The petty kingdoms eventually gave rise to more complex political structures and what is today considered the beginning of the Swedish kingdom developed over the course of the Viking Age and the subsequent Middle Ages. For a consecutive list from then, the first Swedish king of whom anything definite is known is the 10th-century Eric the Victorious, though the information reported about him in different sources is scarce. Eric's son Olof Skötkonung was the first king to be baptized in Sweden and is credited with founding a Christian kingdom. The early and then medieval Swedish kingdom was an elective monarchy, with kings being elected from particularly prominent families; this practice did however often result in de facto dynastic succession and the formation of royal dynasties, such as those of Eric (intermittently c. 1157–1250) and Bjälbo (1250–1364) as well as infighting between rival families.

From 1389 to 1523, Sweden was often united with Denmark and Norway under the kings of the Kalmar Union. Gustav I led Sweden out of the union in 1523. In 1544 Gustav formally abandoned the previous elective monarchy in favor of hereditary succession. Initially adopting the medieval "King of Swedes and Geats", he later adopted the lengthier title rex Svecorum Gothorum Vandalorumque ("king of the Swedes, Geats and Wends").
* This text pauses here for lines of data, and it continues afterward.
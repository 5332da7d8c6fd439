//
// Licensed to the Apache Software Foundation (ASF) under one or more
// contributor license agreements.  See the NOTICE file distributed with
// this work for additional information regarding copyright ownership.
// The ASF licenses this file to You under the Apache License, Version 2.0
// (the "License"); you may not use this file except in compliance with
// the License.  You may obtain a copy of the License at
//
//    http://www.apache.org/licenses/LICENSE-2.0
//
// Unless required by applicable law or agreed to in writing, software
// distributed under the License is distributed on an "AS IS" BASIS,
// WITHOUT WARRANTIES OR CONDITIONS OF ANY KIND, either express or implied.
// See the License for the specific language governing permissions and
// limitations under the License.

//! Submission monitor configuration.
//!
//! Built once at controller start and held by value. Nothing in the hot path
//! consults the environment.
//!
//! **Env:** `ZTRACK_MONITOR_ENABLED` (0/1/true/false), `ZTRACK_MONITOR_TIMEOUT_US`,
//! `ZTRACK_MONITOR_MAX_TIMEOUT_US`, `ZTRACK_MONITOR_DIVISOR`,
//! `ZTRACK_MONITOR_MIN_TIMEOUT_US`. Unset or unparsable => default.

use std::time::Duration;

use crate::error::{Result, ZtrackError};

pub const DEFAULT_TIMEOUT_US: u64 = 5_000;
pub const DEFAULT_MAX_TIMEOUT_US: u64 = 200_000;
pub const DEFAULT_MIN_TIMEOUT_US: u64 = 10;
pub const DEFAULT_DIVISOR: u32 = 1;

#[derive(Clone, Debug, PartialEq, Eq)]
pub struct MonitorConfig {
    pub enabled: bool,
    /// Sleep between sampling passes before any adaptation.
    pub timeout: Duration,
    /// Adaptation never grows the sleep beyond this.
    pub max_timeout: Duration,
    /// Affinity scaling never shrinks the sleep below this.
    pub min_timeout: Duration,
    /// Applied once per additional compute-engine affinity group.
    pub divisor: u32,
}

impl Default for MonitorConfig {
    fn default() -> Self {
        Self {
            enabled: true,
            timeout: Duration::from_micros(DEFAULT_TIMEOUT_US),
            max_timeout: Duration::from_micros(DEFAULT_MAX_TIMEOUT_US),
            min_timeout: Duration::from_micros(DEFAULT_MIN_TIMEOUT_US),
            divisor: DEFAULT_DIVISOR,
        }
    }
}

fn env_u64(name: &str) -> Option<u64> {
    std::env::var(name).ok().and_then(|s| s.trim().parse().ok())
}

fn env_bool(name: &str) -> Option<bool> {
    let s = std::env::var(name).ok()?;
    let s = s.trim();
    if s == "1" || s.eq_ignore_ascii_case("true") {
        Some(true)
    } else if s == "0" || s.eq_ignore_ascii_case("false") {
        Some(false)
    } else {
        None
    }
}

impl MonitorConfig {
    pub fn from_env() -> Self {
        let defaults = Self::default();
        Self {
            enabled: env_bool("ZTRACK_MONITOR_ENABLED").unwrap_or(defaults.enabled),
            timeout: env_u64("ZTRACK_MONITOR_TIMEOUT_US")
                .map(Duration::from_micros)
                .unwrap_or(defaults.timeout),
            max_timeout: env_u64("ZTRACK_MONITOR_MAX_TIMEOUT_US")
                .map(Duration::from_micros)
                .unwrap_or(defaults.max_timeout),
            min_timeout: env_u64("ZTRACK_MONITOR_MIN_TIMEOUT_US")
                .map(Duration::from_micros)
                .unwrap_or(defaults.min_timeout),
            divisor: env_u64("ZTRACK_MONITOR_DIVISOR")
                .and_then(|d| u32::try_from(d).ok())
                .unwrap_or(defaults.divisor),
        }
    }

    /// Validate: divisor >= 1, 0 < min <= timeout <= max.
    pub fn validate(&self) -> Result<()> {
        if self.divisor == 0 {
            return Err(ZtrackError::InvalidInput(
                "monitor divisor must be at least 1".to_string(),
            ));
        }
        if self.min_timeout.is_zero() {
            return Err(ZtrackError::InvalidInput(
                "monitor min_timeout must be non-zero".to_string(),
            ));
        }
        if self.timeout < self.min_timeout {
            return Err(ZtrackError::InvalidInput(format!(
                "monitor timeout {:?} below min_timeout {:?}",
                self.timeout, self.min_timeout
            )));
        }
        if self.max_timeout < self.timeout {
            return Err(ZtrackError::InvalidInput(format!(
                "monitor max_timeout {:?} below timeout {:?}",
                self.max_timeout, self.timeout
            )));
        }
        Ok(())
    }
}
The last monarch to be titled as king of the Swedes, Geats and Wends was Gustaf VI Adolf since his successor, the present king Carl XVI Gustaf, upon his accession adopted the shortened title "King of Sweden".

In 1980, the rule of succession was changed from agnatic to absolute primogeniture, to the benefit of Princess Victoria (born 1977), the current heir apparent.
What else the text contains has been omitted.